Il existe encore, quai de Jemmapes, dans le 10e arrondissement de Paris, un atelier où l'on répare le cristal. Un verre ébréché d'un service hérité, un pied cassé, une carafe fendue : les Cristalleries Schweitzer, ouvertes en 1890, en reçoivent régulièrement. C'est le dernier établissement de ce type dans Paris.

Sa dirigeante, Clémence Magnier, tailleur graveur sur cristal, y travaille seule depuis quelques années. Elle fait aujourd'hui face à une procédure d'expulsion.

Une dette née de la fermeture

L'origine des difficultés est celle de beaucoup de très petites entreprises de service : l'arrêt de l'activité pendant la crise sanitaire, sans reprise suffisante ensuite pour rattraper le retard. Selon son témoignage recueilli par France 3, l'atelier a accumulé plusieurs dizaines de milliers d'euros d'arriérés, principalement de loyers, et elle a cessé de se verser un salaire.

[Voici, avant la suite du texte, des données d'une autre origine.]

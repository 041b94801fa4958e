use std::sync::Arc;
use std::time::Duration;

use chrono::Utc;
use tracing::{debug, info, warn};

use crate::config::DEFAULT_PROVIDER_TIMEOUT_MS;

use super::domain::DistanceBasis;
use super::pipeline::DevelopmentPipeline;
use super::providers::{
    PropertyData, PropertyDataProvider, ProviderError, RegulatoryAnalysis, RegulatoryProvider,
};
use super::report::{
    build_plan, cache_key, resolve_parcel, resolve_zoning, AnalysisRequest, ComprehensiveReport,
    DataSources, PropertyFacts,
};
use super::rulebook::RegulatoryTables;
use super::transit::{DistanceSource, StationDistanceSource};
use super::zoning::is_recognized_zoning;

/// Storage for finished reports, keyed by their cache key.
pub trait ReportCache: Send + Sync {
    fn get(&self, cache_key: &str) -> Option<ComprehensiveReport>;
    fn put(&self, report: ComprehensiveReport);
}

/// Aggregates collaborator data and runs the development pipeline for one parcel at a time.
pub struct ParcelAnalysisService<P, R> {
    property: Arc<P>,
    regulatory: Arc<R>,
    tables: Arc<dyn RegulatoryTables>,
    distances: Arc<dyn DistanceSource>,
    cache: Option<Arc<dyn ReportCache>>,
    timeout: Duration,
}

impl<P, R> ParcelAnalysisService<P, R>
where
    P: PropertyDataProvider + 'static,
    R: RegulatoryProvider + 'static,
{
    pub fn new(property: Arc<P>, regulatory: Arc<R>, tables: Arc<dyn RegulatoryTables>) -> Self {
        Self {
            property,
            regulatory,
            tables,
            distances: Arc::new(StationDistanceSource),
            cache: None,
            timeout: Duration::from_millis(DEFAULT_PROVIDER_TIMEOUT_MS),
        }
    }

    pub fn with_distance_source(mut self, distances: Arc<dyn DistanceSource>) -> Self {
        self.distances = distances;
        self
    }

    pub fn with_cache(mut self, cache: Arc<dyn ReportCache>) -> Self {
        self.cache = Some(cache);
        self
    }

    pub fn with_timeout(mut self, timeout: Duration) -> Self {
        self.timeout = timeout;
        self
    }

    pub fn rulebook_version(&self) -> &str {
        self.tables.version()
    }

    /// Previously generated report, if a cache is attached.
    pub fn cached(&self, cache_key: &str) -> Option<ComprehensiveReport> {
        self.cache.as_ref().and_then(|cache| cache.get(cache_key))
    }

    /// Produce a report; collaborator failures degrade to defaults instead of errors.
    pub async fn analyze(
        &self,
        request: AnalysisRequest,
    ) -> Result<ComprehensiveReport, AnalysisError> {
        if request.address.trim().is_empty() {
            return Err(AnalysisError::MissingAddress);
        }

        let (property, regulatory) = match request.requested_zoning() {
            Some(zoning) => {
                let zoning = zoning.to_string();
                tokio::join!(
                    self.fetch_property(&request),
                    self.fetch_regulatory(&request.municipality, &zoning)
                )
            }
            None => {
                let property = self.fetch_property(&request).await;
                let (zoning, _) = resolve_zoning(&request, property.as_ref());
                let regulatory = self.fetch_regulatory(&request.municipality, &zoning).await;
                (property, regulatory)
            }
        };

        let (parcel, applied_defaults) = resolve_parcel(&request, property.as_ref());
        for default in &applied_defaults {
            debug!(field = %default.field, value = %default.value, "applied default");
        }
        if !is_recognized_zoning(self.tables.as_ref(), &parcel.zoning) {
            warn!(
                zoning = %parcel.zoning,
                "unrecognized zoning code; using most restrictive allowance"
            );
        }

        let key = cache_key(
            &parcel,
            request.coordinates,
            self.tables.version(),
            property.as_ref(),
            regulatory.as_ref(),
        );
        if let Some(report) = self.cached(&key) {
            debug!(cache_key = %key, "serving cached report");
            return Ok(report);
        }

        let pipeline = DevelopmentPipeline::new(self.tables.as_ref(), self.distances.as_ref());
        let run = pipeline.run(&parcel, request.coordinates);

        let data_sources = DataSources {
            property_data: property.is_some(),
            regulatory_analysis: regulatory.is_some(),
            comparables: property
                .as_ref()
                .is_some_and(|data| !data.comparables.is_empty()),
            market_analysis: property
                .as_ref()
                .is_some_and(|data| data.market_analysis.is_some()),
            measured_transit_distance: run.transit.distance_basis == DistanceBasis::Measured,
        };

        let plan = build_plan(parcel, run, property.as_ref(), regulatory.as_ref());
        info!(
            address = %plan.parcel.address,
            municipality = %plan.parcel.municipality,
            recommended = %plan.recommended.name,
            scenarios = plan.scenarios.len(),
            "parcel analysis complete"
        );

        let facts = property
            .map(|data| PropertyFacts {
                comparables: data.comparables,
                market_analysis: data.market_analysis,
            })
            .unwrap_or_default();

        let report = ComprehensiveReport {
            plan,
            property: facts,
            regulatory,
            data_sources,
            applied_defaults,
            rulebook_version: self.tables.version().to_string(),
            cache_key: key,
            generated_at: Utc::now(),
        };

        if let Some(cache) = &self.cache {
            cache.put(report.clone());
        }
        Ok(report)
    }

    async fn fetch_property(&self, request: &AnalysisRequest) -> Option<PropertyData> {
        let call = self
            .property
            .property_data(&request.address, &request.municipality);
        match self.bounded(call).await {
            Ok(data) => Some(data),
            Err(error) => {
                warn!(address = %request.address, %error, "property data unavailable");
                None
            }
        }
    }

    async fn fetch_regulatory(
        &self,
        municipality: &str,
        zoning: &str,
    ) -> Option<RegulatoryAnalysis> {
        let call = self.regulatory.regulatory_analysis(municipality, zoning);
        match self.bounded(call).await {
            Ok(analysis) => Some(analysis),
            Err(error) => {
                warn!(%municipality, %zoning, %error, "regulatory analysis unavailable");
                None
            }
        }
    }

    async fn bounded<T, F>(&self, call: F) -> Result<T, ProviderError>
    where
        F: std::future::Future<Output = Result<T, ProviderError>>,
    {
        match tokio::time::timeout(self.timeout, call).await {
            Ok(result) => result,
            Err(_) => Err(ProviderError::Timeout {
                millis: self.timeout.as_millis() as u64,
            }),
        }
    }
}

/// Error raised when a request cannot be analyzed at all.
#[derive(Debug, thiserror::Error)]
pub enum AnalysisError {
    #[error("address is required")]
    MissingAddress,
}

Son bailleur, privé, a engagé une procédure. Une cagnotte en ligne a été ouverte pour tenter de solder la dette.

Un point d'équilibre nécessaire : nous ne disposons pas de la position du bailleur, qui ne s'est pas exprimé publiquement à notre connaissance. Un impayé de loyer prolongé place un propriétaire dans une situation qui a aussi sa légitimité, et le récit disponible est aujourd'hui celui d'une seule des deux parties. Nous le signalons plutôt que de présenter ce litige comme un simple abus.

Un savoir-faire sans relève

Ce qui rend cette fermeture potentielle différente d'une faillite ordinaire tient au métier lui-même. La taille et la gravure sur cristal, appliquées à la restauration, ne s'apprennent pas dans un cursus court : c'est une transmission d'atelier, longue, qui suppose un praticien en activité pour former le suivant.

L'atelier est labellisé Entreprise du patrimoine vivant, une distinction d'État qui identifie les savoir-faire rares. Le label ouvre droit à certains avantages fiscaux, mais il ne paie pas de loyer, et c'est là toute la limite du dispositif : il reconnaît une valeur culturelle sans corriger l'équation économique qui la met en péril.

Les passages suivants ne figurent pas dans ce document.